**Directions for this task**
Return all entries below exactly. Skip nothing.

────────

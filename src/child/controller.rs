/*
Copyright (c) 2022 VMware, Inc.
SPDX-License-Identifier: MIT
Permission is hereby granted, free of charge, to any person obtaining a copy
of this software and associated documentation files (the "Software"), to deal
in the Software without restriction, including without limitation the rights
to use, copy, modify, merge, publish, distribute, sublicense, and/or sell
copies of the Software, and to permit persons to whom the Software is
furnished to do so, subject to the following conditions:
The above copyright notice and this permission notice shall be included in all
copies or substantial portions of the Software.
THE SOFTWARE IS PROVIDED "AS IS", WITHOUT WARRANTY OF ANY KIND, EXPRESS OR
IMPLIED, INCLUDING BUT NOT LIMITED TO THE WARRANTIES OF MERCHANTABILITY,
FITNESS FOR A PARTICULAR PURPOSE AND NONINFRINGEMENT. IN NO EVENT SHALL THE
AUTHORS OR COPYRIGHT HOLDERS BE LIABLE FOR ANY CLAIM, DAMAGES OR OTHER
LIABILITY, WHETHER IN AN ACTION OF CONTRACT, TORT OR OTHERWISE, ARISING FROM,
OUT OF OR IN CONNECTION WITH THE SOFTWARE OR THE USE OR OTHER DEALINGS IN THE
SOFTWARE.
 */

use super::{ChildProc, ChildProcState};
use crate::error::ChildSetupError;
use crate::signals::SignalGate;

use nix::sys::wait::{waitpid, WaitPidFlag, WaitStatus};
use nix::unistd::{chdir, chroot, dup2, execvp, fork, setgid, setsid, setuid, ForkResult, Pid};
use std::ffi::CString;
use std::thread::sleep;
use std::time::{Duration, SystemTime, UNIX_EPOCH};
use tracing::{event, info_span, Level};

fn now_secs() -> i64 {
    SystemTime::now()
        .duration_since(UNIX_EPOCH)
        .map(|d| d.as_secs() as i64)
        .unwrap_or(0)
}

/// Forks a child to run [`exec_child`] in, and records `respawn_last` as of the fork, not the
/// eventual `execvp()` -- the respawn window is measured from when we *tried* to start the
/// child, since a child that fails setup over and over should still count against the window.
pub fn start(proc: &mut ChildProc) {
    proc.set_state(ChildProcState::Starting);

    match unsafe { fork() } {
        Ok(ForkResult::Child) => {
            exec_child(proc);
            std::process::exit(1);
        }
        Ok(ForkResult::Parent { child }) => {
            proc.child_pid = Some(child);
        }
        Err(e) => {
            event!(Level::ERROR, "{}: fork failed: {}", proc.config.prog_name, e);
            std::process::exit(1);
        }
    }

    proc.respawn_last = now_secs();
}

/// Runs entirely in the freshly forked child. Every failure here is logged and the child exits;
/// the parent observes this as an ordinary crash and the respawn policy decides what happens
/// next.
fn exec_child(proc: &ChildProc) {
    let _ = info_span!("child", prog = %proc.config.prog_name).entered();
    SignalGate::unblock();
    let _ = setsid();

    let pid = std::process::id();
    event!(Level::INFO, "{}: starting, pid {}", proc.config.prog_name, pid);

    if let Err(e) = setup_child(proc) {
        event!(Level::INFO, "{}: {}", proc.config.prog_name, e);
        return;
    }
}

fn setup_child(proc: &ChildProc) -> Result<(), ChildSetupError> {
    let cfg = &proc.config;

    if let Some(path) = &cfg.dir_chroot {
        chroot(path.as_str()).map_err(|source| ChildSetupError::Chroot {
            path: path.into(),
            source,
        })?;
    }

    if let Some(path) = &cfg.dir_chdir {
        chdir(path.as_str()).map_err(|source| ChildSetupError::Chdir {
            path: path.into(),
            source,
        })?;
    }

    // Drop the group before the user: once the uid is dropped, the process typically no longer
    // has permission to change its gid.
    if let Some(gid) = cfg.child_gid {
        setgid(gid).map_err(|source| ChildSetupError::Setgid {
            gid: gid.as_raw(),
            source,
        })?;
    }

    if let Some(uid) = cfg.child_uid {
        setuid(uid).map_err(|source| ChildSetupError::Setuid {
            uid: uid.as_raw(),
            source,
        })?;
    }

    let _ = dup2(cfg.stdin_fd, 0);
    let _ = dup2(cfg.stdout_fd, 1);
    let _ = dup2(cfg.stderr_fd, 2);

    for fd in 3..nix::unistd::sysconf(nix::unistd::SysconfVar::OPEN_MAX)
        .ok()
        .flatten()
        .unwrap_or(1024)
    {
        let _ = nix::fcntl::fcntl(
            fd as i32,
            nix::fcntl::FcntlArg::F_SETFD(nix::fcntl::FdFlag::FD_CLOEXEC),
        );
    }

    let prog = CString::new(cfg.prog_name.as_str()).unwrap();
    let argv: Vec<CString> = cfg
        .prog_argv
        .iter()
        .map(|a| CString::new(a.as_str()).unwrap())
        .collect();

    let err = execvp(&prog, &argv).unwrap_err();
    Err(ChildSetupError::Exec {
        prog: cfg.prog_name.clone(),
        source: err,
    })
}

/// Escalating shutdown: `SIGTERM`, a short grace period, then `SIGKILL`. Returns whether the
/// process was confirmed dead. When `should_wait` is false this only sends the signal and
/// returns immediately -- used when the caller intends to reap the child itself later (e.g. the
/// `SIGCHLD` path, where `waitpid` has already been called by the kernel delivering the signal).
pub fn kill(proc: &mut ChildProc, should_wait: bool) -> bool {
    let pid = match proc.child_pid {
        Some(pid) => pid,
        None => return true,
    };

    let _ = nix::sys::signal::kill(pid, nix::sys::signal::Signal::SIGTERM);

    if !should_wait {
        return true;
    }

    if reaped(pid) {
        return true;
    }

    sleep(Duration::from_secs(proc.config.kill_delay));

    if reaped(pid) {
        return true;
    }

    let _ = nix::sys::signal::kill(pid, nix::sys::signal::Signal::SIGKILL);

    matches!(
        waitpid(pid, None),
        Ok(WaitStatus::Exited(..)) | Ok(WaitStatus::Signaled(..))
    )
}

fn reaped(pid: Pid) -> bool {
    matches!(
        waitpid(pid, Some(WaitPidFlag::WNOHANG)),
        Ok(WaitStatus::Exited(..)) | Ok(WaitStatus::Signaled(..))
    )
}

/// Reaps the child and applies the respawn policy. Returns `true` if the caller should start a
/// new child, `false` if the child is finished for good (either because it's being deliberately
/// stopped, or because it has exceeded `respawn_max`).
pub fn monitor(proc: &mut ChildProc) -> bool {
    let pid = match proc.child_pid {
        Some(pid) => pid,
        None => return false,
    };

    let _ = waitpid(pid, None);

    if proc.exiting() {
        let verb = if proc.state == ChildProcState::Down { "stopped" } else { "stopping" };
        event!(Level::INFO, "{}: {}, pid {}", proc.config.prog_name, verb, pid);

        if proc.state != ChildProcState::Down {
            kill(proc, true);
            proc.set_state(ChildProcState::Down);
        }

        return false;
    }

    proc.set_state(ChildProcState::Crashed);

    let current = now_secs();
    if proc.config.respawn_period > 0
        && (current - proc.respawn_last) as u64 > proc.config.respawn_period
    {
        proc.restart_count = 0;
    }
    proc.restart_count += 1;

    if proc.config.respawn_max > 0 && proc.restart_count > proc.config.respawn_max {
        event!(Level::INFO, "{}: restarted too many times, giving up", proc.config.prog_name);
        return false;
    }

    true
}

────────

**Response**
filename src/child/controller.rs
/*
Copyright (c) 2022 VMware, Inc.
SPDX-License-Identifier: MIT
Permission is hereby granted, free of charge, to any person obtaining a copy
of this software and associated documentation files (the "Software"), to deal
in the Software without restriction, including without limitation the rights
to use, copy, modify, merge, publish, distribute, sublicense, and/or sell
copies of the Software, and to permit persons to whom the Software is
furnished to do so, subject to the following conditions:
The above copyright notice and this permission notice shall be included in all
copies or substantial portions of the Software.
THE SOFTWARE IS PROVIDED "AS IS", WITHOUT WARRANTY OF ANY KIND, EXPRESS OR
IMPLIED, INCLUDING BUT NOT LIMITED TO THE WARRANTIES OF MERCHANTABILITY,
FITNESS FOR A PARTICULAR PURPOSE AND NONINFRINGEMENT. IN NO EVENT SHALL THE
AUTHORS OR COPYRIGHT HOLDERS BE LIABLE FOR ANY CLAIM, DAMAGES OR OTHER
LIABILITY, WHETHER IN AN ACTION OF CONTRACT, TORT OR OTHERWISE, ARISING FROM,
OUT OF OR IN CONNECTION WITH THE SOFTWARE OR THE USE OR OTHER DEALINGS IN THE
SOFTWARE.
 */

use super::{ChildProc, ChildProcState};
use crate::error::ChildSetupError;
use crate::signals::SignalGate;

use nix::sys::wait::{waitpid, WaitPidFlag, WaitStatus};
use nix::unistd::{chdir, chroot, dup2, execvp, fork, setgid, setsid, setuid, ForkResult, Pid};
use std::ffi::CString;
use std::thread::sleep;
use std::time::{Duration, SystemTime, UNIX_EPOCH};
use tracing::{event, info_span, Level};

fn now_secs() -> i64 {
    SystemTime::now()
        .duration_since(UNIX_EPOCH)
        .map(|d| d.as_secs() as i64)
        .unwrap_or(0)
}

/// Forks a child to run [`exec_child`] in, and records `respawn_last` as of the fork, not the
/// eventual `execvp()` -- the respawn window is measured from when we *tried* to start the
/// child, since a child that fails setup over and over should still count against the window.
pub fn start(proc: &mut ChildProc) {
    proc.set_state(ChildProcState::Starting);

    match unsafe { fork() } {
        Ok(ForkResult::Child) => {
            exec_child(proc);
            std::process::exit(1);
        }
        Ok(ForkResult::Parent { child }) => {
            proc.child_pid = Some(child);
        }
        Err(e) => {
            event!(Level::ERROR, "{}: fork failed: {}", proc.config.prog_name, e);
            std::process::exit(1);
        }
    }

    proc.respawn_last = now_secs();
}

/// Runs entirely in the freshly forked child. Every failure here is logged and the child exits;
/// the parent observes this as an ordinary crash and the respawn policy decides what happens
/// next.
fn exec_child(proc: &ChildProc) {
    let _ = info_span!("child", prog = %proc.config.prog_name).entered();
    SignalGate::unblock();
    let _ = setsid();

    let pid = std::process::id();
    event!(Level::INFO, "{}: starting, pid {}", proc.config.prog_name, pid);

    if let Err(e) = setup_child(proc) {
        event!(Level::INFO, "{}: {}", proc.config.prog_name, e);
        return;
    }
}

fn setup_child(proc: &ChildProc) -> Result<(), ChildSetupError> {
    let cfg = &proc.config;

    if let Some(path) = &cfg.dir_chroot {
        chroot(path.as_str()).map_err(|source| ChildSetupError::Chroot {
            path: path.into(),
            source,
        })?;
    }

    if let Some(path) = &cfg.dir_chdir {
        chdir(path.as_str()).map_err(|source| ChildSetupError::Chdir {
            path: path.into(),
            source,
        })?;
    }

    // Drop the group before the user: once the uid is dropped, the process typically no longer
    // has permission to change its gid.
    if let Some(gid) = cfg.child_gid {
        setgid(gid).map_err(|source| ChildSetupError::Setgid {
            gid: gid.as_raw(),
            source,
        })?;
    }

    if let Some(uid) = cfg.child_uid {
        setuid(uid).map_err(|source| ChildSetupError::Setuid {
            uid: uid.as_raw(),
            source,
        })?;
    }

    let _ = dup2(cfg.stdin_fd, 0);
    let _ = dup2(cfg.stdout_fd, 1);
    let _ = dup2(cfg.stderr_fd, 2);

    for fd in 3..nix::unistd::sysconf(nix::unistd::SysconfVar::OPEN_MAX)
        .ok()
        .flatten()
        .unwrap_or(1024)
    {
        let _ = nix::fcntl::fcntl(
            fd as i32,
            nix::fcntl::FcntlArg::F_SETFD(nix::fcntl::FdFlag::FD_CLOEXEC),
        );
    }

    let prog = CString::new(cfg.prog_name.as_str()).unwrap();
    let argv: Vec<CString> = cfg
        .prog_argv
        .iter()
        .map(|a| CString::new(a.as_str()).unwrap())
        .collect();

    let err = execvp(&prog, &argv).unwrap_err();
    Err(ChildSetupError::Exec {
        prog: cfg.prog_name.clone(),
        source: err,
    })
}

/// Escalating shutdown: `SIGTERM`, a short grace period, then `SIGKILL`. Returns whether the
/// process was confirmed dead. When `should_wait` is false this only sends the signal and
/// returns immediately -- used when the caller intends to reap the child itself later (e.g. the
/// `SIGCHLD` path, where `waitpid` has already been called by the kernel delivering the signal).
pub fn kill(proc: &mut ChildProc, should_wait: bool) -> bool {
    let pid = match proc.child_pid {
        Some(pid) => pid,
        None => return true,
    };

    let _ = nix::sys::signal::kill(pid, nix::sys::signal::Signal::SIGTERM);

    if !should_wait {
        return true;
    }

    if reaped(pid) {
        return true;
    }

    sleep(Duration::from_secs(proc.config.kill_delay));

    if reaped(pid) {
        return true;
    }

    let _ = nix::sys::signal::kill(pid, nix::sys::signal::Signal::SIGKILL);

    matches!(
        waitpid(pid, None),
        Ok(WaitStatus::Exited(..)) | Ok(WaitStatus::Signaled(..))
    )
}

fn reaped(pid: Pid) -> bool {
    matches!(
        waitpid(pid, Some(WaitPidFlag::WNOHANG)),
        Ok(WaitStatus::Exited(..)) | Ok(WaitStatus::Signaled(..))
    )
}

/// Reaps the child and applies the respawn policy. Returns `true` if the caller should start a
/// new child, `false` if the child is finished for good (either because it's being deliberately
/// stopped, or because it has exceeded `respawn_max`).
pub fn monitor(proc: &mut ChildProc) -> bool {
    let pid = match proc.child_pid {
        Some(pid) => pid,
        None => return false,
    };

    let _ = waitpid(pid, None);

    if proc.exiting() {
        let verb = if proc.state == ChildProcState::Down { "stopped" } else { "stopping" };
        event!(Level::INFO, "{}: {}, pid {}", proc.config.prog_name, verb, pid);

        if proc.state != ChildProcState::Down {
            kill(proc, true);
            proc.set_state(ChildProcState::Down);
        }

        return false;
    }

    proc.set_state(ChildProcState::Crashed);

    let current = now_secs();
    if proc.config.respawn_period > 0
        && (current - proc.respawn_last) as u64 > proc.config.respawn_period
    {
        proc.restart_count = 0;
    }
    proc.restart_count += 1;

    if proc.config.respawn_max > 0 && proc.restart_count > proc.config.respawn_max {
        event!(Level::INFO, "{}: restarted too many times, giving up", proc.config.prog_name);
        return false;
    }

    true
}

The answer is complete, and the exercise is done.